ASSIGNMENT: Copy every record word for word.

DATA SUPPLIED:
#####

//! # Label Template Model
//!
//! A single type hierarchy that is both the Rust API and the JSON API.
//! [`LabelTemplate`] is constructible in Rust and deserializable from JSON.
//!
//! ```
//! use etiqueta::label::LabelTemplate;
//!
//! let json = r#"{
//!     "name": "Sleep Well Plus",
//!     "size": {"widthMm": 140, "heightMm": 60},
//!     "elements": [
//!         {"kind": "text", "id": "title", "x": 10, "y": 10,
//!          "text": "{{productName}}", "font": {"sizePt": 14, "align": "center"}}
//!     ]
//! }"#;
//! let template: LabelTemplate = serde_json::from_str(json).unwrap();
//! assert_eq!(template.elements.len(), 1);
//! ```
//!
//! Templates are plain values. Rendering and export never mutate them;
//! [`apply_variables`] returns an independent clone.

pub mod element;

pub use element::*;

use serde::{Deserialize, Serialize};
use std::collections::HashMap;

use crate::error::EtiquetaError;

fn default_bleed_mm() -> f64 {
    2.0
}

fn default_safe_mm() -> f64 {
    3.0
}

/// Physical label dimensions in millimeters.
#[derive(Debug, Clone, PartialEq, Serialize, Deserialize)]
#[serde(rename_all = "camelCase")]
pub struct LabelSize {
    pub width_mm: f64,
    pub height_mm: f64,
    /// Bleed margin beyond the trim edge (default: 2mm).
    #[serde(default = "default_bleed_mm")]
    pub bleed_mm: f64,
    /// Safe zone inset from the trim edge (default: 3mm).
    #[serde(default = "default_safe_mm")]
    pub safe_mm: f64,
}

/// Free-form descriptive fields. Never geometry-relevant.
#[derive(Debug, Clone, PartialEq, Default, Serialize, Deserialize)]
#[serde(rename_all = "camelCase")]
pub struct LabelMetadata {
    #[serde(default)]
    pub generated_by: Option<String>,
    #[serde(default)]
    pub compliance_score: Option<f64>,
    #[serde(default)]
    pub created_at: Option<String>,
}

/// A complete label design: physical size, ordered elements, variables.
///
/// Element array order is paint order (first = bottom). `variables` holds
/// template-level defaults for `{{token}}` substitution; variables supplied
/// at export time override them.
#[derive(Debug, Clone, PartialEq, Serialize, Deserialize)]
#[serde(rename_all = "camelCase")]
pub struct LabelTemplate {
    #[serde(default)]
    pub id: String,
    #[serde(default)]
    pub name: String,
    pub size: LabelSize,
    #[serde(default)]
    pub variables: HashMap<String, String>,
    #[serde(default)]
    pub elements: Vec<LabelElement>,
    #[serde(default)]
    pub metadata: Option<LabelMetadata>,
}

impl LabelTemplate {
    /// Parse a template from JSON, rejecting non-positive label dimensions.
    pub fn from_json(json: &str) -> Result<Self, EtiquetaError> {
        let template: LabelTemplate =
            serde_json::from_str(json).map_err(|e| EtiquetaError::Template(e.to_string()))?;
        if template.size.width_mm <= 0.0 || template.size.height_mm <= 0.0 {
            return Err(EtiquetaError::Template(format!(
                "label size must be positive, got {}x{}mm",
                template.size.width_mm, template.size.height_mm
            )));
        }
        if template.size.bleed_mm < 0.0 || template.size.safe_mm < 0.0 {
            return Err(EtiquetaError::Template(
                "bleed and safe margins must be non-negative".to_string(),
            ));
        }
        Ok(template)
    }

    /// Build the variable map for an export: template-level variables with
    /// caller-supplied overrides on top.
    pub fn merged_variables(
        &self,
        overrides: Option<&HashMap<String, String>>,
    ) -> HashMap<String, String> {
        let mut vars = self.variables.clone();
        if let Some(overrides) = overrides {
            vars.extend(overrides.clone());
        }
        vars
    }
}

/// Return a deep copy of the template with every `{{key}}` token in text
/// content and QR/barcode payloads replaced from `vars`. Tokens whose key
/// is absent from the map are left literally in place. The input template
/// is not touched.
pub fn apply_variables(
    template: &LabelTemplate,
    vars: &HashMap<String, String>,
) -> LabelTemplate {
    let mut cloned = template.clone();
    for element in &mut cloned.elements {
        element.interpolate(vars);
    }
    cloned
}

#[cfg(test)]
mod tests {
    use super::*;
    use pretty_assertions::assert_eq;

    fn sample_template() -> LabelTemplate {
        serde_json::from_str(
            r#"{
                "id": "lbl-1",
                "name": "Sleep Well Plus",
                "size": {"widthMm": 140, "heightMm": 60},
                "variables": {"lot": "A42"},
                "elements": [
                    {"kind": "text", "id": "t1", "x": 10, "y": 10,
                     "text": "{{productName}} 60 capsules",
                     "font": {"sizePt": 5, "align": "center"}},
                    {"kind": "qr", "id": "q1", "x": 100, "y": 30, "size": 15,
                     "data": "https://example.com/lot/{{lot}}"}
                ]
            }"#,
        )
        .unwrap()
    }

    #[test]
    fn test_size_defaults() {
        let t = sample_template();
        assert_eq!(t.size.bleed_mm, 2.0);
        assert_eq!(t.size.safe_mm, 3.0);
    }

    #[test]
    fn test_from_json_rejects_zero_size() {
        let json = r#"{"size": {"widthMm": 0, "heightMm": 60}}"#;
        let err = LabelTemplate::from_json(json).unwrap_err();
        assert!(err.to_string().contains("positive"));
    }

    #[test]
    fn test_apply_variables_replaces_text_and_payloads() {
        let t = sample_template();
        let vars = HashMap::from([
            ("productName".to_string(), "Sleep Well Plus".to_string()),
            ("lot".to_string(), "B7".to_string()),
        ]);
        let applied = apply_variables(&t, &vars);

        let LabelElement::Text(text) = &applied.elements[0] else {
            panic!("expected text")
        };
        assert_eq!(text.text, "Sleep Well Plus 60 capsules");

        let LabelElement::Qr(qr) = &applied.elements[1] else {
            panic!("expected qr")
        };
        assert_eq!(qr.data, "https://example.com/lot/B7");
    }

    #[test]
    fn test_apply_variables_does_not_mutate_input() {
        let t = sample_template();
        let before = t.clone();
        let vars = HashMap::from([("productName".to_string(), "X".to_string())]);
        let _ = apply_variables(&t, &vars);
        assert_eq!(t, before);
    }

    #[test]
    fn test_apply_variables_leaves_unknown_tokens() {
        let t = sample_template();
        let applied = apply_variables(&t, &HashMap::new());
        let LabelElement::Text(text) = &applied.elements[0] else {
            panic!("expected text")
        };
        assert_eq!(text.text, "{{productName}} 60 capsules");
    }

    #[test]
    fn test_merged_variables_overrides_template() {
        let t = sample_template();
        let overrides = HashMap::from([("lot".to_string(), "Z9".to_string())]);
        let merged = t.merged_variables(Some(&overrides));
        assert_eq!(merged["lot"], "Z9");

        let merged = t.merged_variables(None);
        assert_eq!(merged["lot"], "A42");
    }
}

#####

SOLUTION:
//! # Label Template Model
//!
//! A single type hierarchy that is both the Rust API and the JSON API.
//! [`LabelTemplate`] is constructible in Rust and deserializable from JSON.
//!
//! ```
//! use etiqueta::label::LabelTemplate;
//!
//! let json = r#"{
//!     "name": "Sleep Well Plus",
//!     "size": {"widthMm": 140, "heightMm": 60},
//!     "elements": [
//!         {"kind": "text", "id": "title", "x": 10, "y": 10,
//!          "text": "{{productName}}", "font": {"sizePt": 14, "align": "center"}}
//!     ]
//! }"#;
//! let template: LabelTemplate = serde_json::from_str(json).unwrap();
//! assert_eq!(template.elements.len(), 1);
//! ```
//!
//! Templates are plain values. Rendering and export never mutate them;
//! [`apply_variables`] returns an independent clone.

pub mod element;

pub use element::*;

use serde::{Deserialize, Serialize};
use std::collections::HashMap;

use crate::error::EtiquetaError;

fn default_bleed_mm() -> f64 {
    2.0
}

fn default_safe_mm() -> f64 {
    3.0
}

/// Physical label dimensions in millimeters.
#[derive(Debug, Clone, PartialEq, Serialize, Deserialize)]
#[serde(rename_all = "camelCase")]
pub struct LabelSize {
    pub width_mm: f64,
    pub height_mm: f64,
    /// Bleed margin beyond the trim edge (default: 2mm).
    #[serde(default = "default_bleed_mm")]
    pub bleed_mm: f64,
    /// Safe zone inset from the trim edge (default: 3mm).
    #[serde(default = "default_safe_mm")]
    pub safe_mm: f64,
}

/// Free-form descriptive fields. Never geometry-relevant.
#[derive(Debug, Clone, PartialEq, Default, Serialize, Deserialize)]
#[serde(rename_all = "camelCase")]
pub struct LabelMetadata {
    #[serde(default)]
    pub generated_by: Option<String>,
    #[serde(default)]
    pub compliance_score: Option<f64>,
    #[serde(default)]
    pub created_at: Option<String>,
}

/// A complete label design: physical size, ordered elements, variables.
///
/// Element array order is paint order (first = bottom). `variables` holds
/// template-level defaults for `{{token}}` substitution; variables supplied
/// at export time override them.
#[derive(Debug, Clone, PartialEq, Serialize, Deserialize)]
#[serde(rename_all = "camelCase")]
pub struct LabelTemplate {
    #[serde(default)]
    pub id: String,
    #[serde(default)]
    pub name: String,
    pub size: LabelSize,
    #[serde(default)]
    pub variables: HashMap<String, String>,
    #[serde(default)]
    pub elements: Vec<LabelElement>,
    #[serde(default)]
    pub metadata: Option<LabelMetadata>,
}

impl LabelTemplate {
    /// Parse a template from JSON, rejecting non-positive label dimensions.
    pub fn from_json(json: &str) -> Result<Self, EtiquetaError> {
        let template: LabelTemplate =
            serde_json::from_str(json).map_err(|e| EtiquetaError::Template(e.to_string()))?;
        if template.size.width_mm <= 0.0 || template.size.height_mm <= 0.0 {
            return Err(EtiquetaError::Template(format!(
                "label size must be positive, got {}x{}mm",
                template.size.width_mm, template.size.height_mm
            )));
        }
        if template.size.bleed_mm < 0.0 || template.size.safe_mm < 0.0 {
            return Err(EtiquetaError::Template(
                "bleed and safe margins must be non-negative".to_string(),
            ));
        }
        Ok(template)
    }

    /// Build the variable map for an export: template-level variables with
    /// caller-supplied overrides on top.
    pub fn merged_variables(
        &self,
        overrides: Option<&HashMap<String, String>>,
    ) -> HashMap<String, String> {
        let mut vars = self.variables.clone();
        if let Some(overrides) = overrides {
            vars.extend(overrides.clone());
        }
        vars
    }
}

/// Return a deep copy of the template with every `{{key}}` token in text
/// content and QR/barcode payloads replaced from `vars`. Tokens whose key
/// is absent from the map are left literally in place. The input template
/// is not touched.
pub fn apply_variables(
    template: &LabelTemplate,
    vars: &HashMap<String, String>,
) -> LabelTemplate {
    let mut cloned = template.clone();
    for element in &mut cloned.elements {
        element.interpolate(vars);
    }
    cloned
}

#[cfg(test)]
mod tests {
    use super::*;
    use pretty_assertions::assert_eq;

    fn sample_template() -> LabelTemplate {
        serde_json::from_str(
            r#"{
                "id": "lbl-1",
                "name": "Sleep Well Plus",
                "size": {"widthMm": 140, "heightMm": 60},
                "variables": {"lot": "A42"},
                "elements": [
                    {"kind": "text", "id": "t1", "x": 10, "y": 10,
                     "text": "{{productName}} 60 capsules",
                     "font": {"sizePt": 5, "align": "center"}},
                    {"kind": "qr", "id": "q1", "x": 100, "y": 30, "size": 15,
                     "data": "https://example.com/lot/{{lot}}"}
                ]
            }"#,
        )
        .unwrap()
    }

    #[test]
    fn test_size_defaults() {
        let t = sample_template();
        assert_eq!(t.size.bleed_mm, 2.0);
        assert_eq!(t.size.safe_mm, 3.0);
    }

    #[test]
    fn test_from_json_rejects_zero_size() {
        let json = r#"{"size": {"widthMm": 0, "heightMm": 60}}"#;
        let err = LabelTemplate::from_json(json).unwrap_err();
        assert!(err.to_string().contains("positive"));
    }

    #[test]
    fn test_apply_variables_replaces_text_and_payloads() {
        let t = sample_template();
        let vars = HashMap::from([
            ("productName".to_string(), "Sleep Well Plus".to_string()),
            ("lot".to_string(), "B7".to_string()),
        ]);
        let applied = apply_variables(&t, &vars);

        let LabelElement::Text(text) = &applied.elements[0] else {
            panic!("expected text")
        };
        assert_eq!(text.text, "Sleep Well Plus 60 capsules");

        let LabelElement::Qr(qr) = &applied.elements[1] else {
            panic!("expected qr")
        };
        assert_eq!(qr.data, "https://example.com/lot/B7");
    }

    #[test]
    fn test_apply_variables_does_not_mutate_input() {
        let t = sample_template();
        let before = t.clone();
        let vars = HashMap::from([("productName".to_string(), "X".to_string())]);
        let _ = apply_variables(&t, &vars);
        assert_eq!(t, before);
    }

    #[test]
    fn test_apply_variables_leaves_unknown_tokens() {
        let t = sample_template();
        let applied = apply_variables(&t, &HashMap::new());
        let LabelElement::Text(text) = &applied.elements[0] else {
            panic!("expected text")
        };
        assert_eq!(text.text, "{{productName}} 60 capsules");
    }

    #[test]
    fn test_merged_variables_overrides_template() {
        let t = sample_template();
        let overrides = HashMap::from([("lot".to_string(), "Z9".to_string())]);
        let merged = t.merged_variables(Some(&overrides));
        assert_eq!(merged["lot"], "Z9");

        let merged = t.merged_variables(None);
        assert_eq!(merged["lot"], "A42");
    }
}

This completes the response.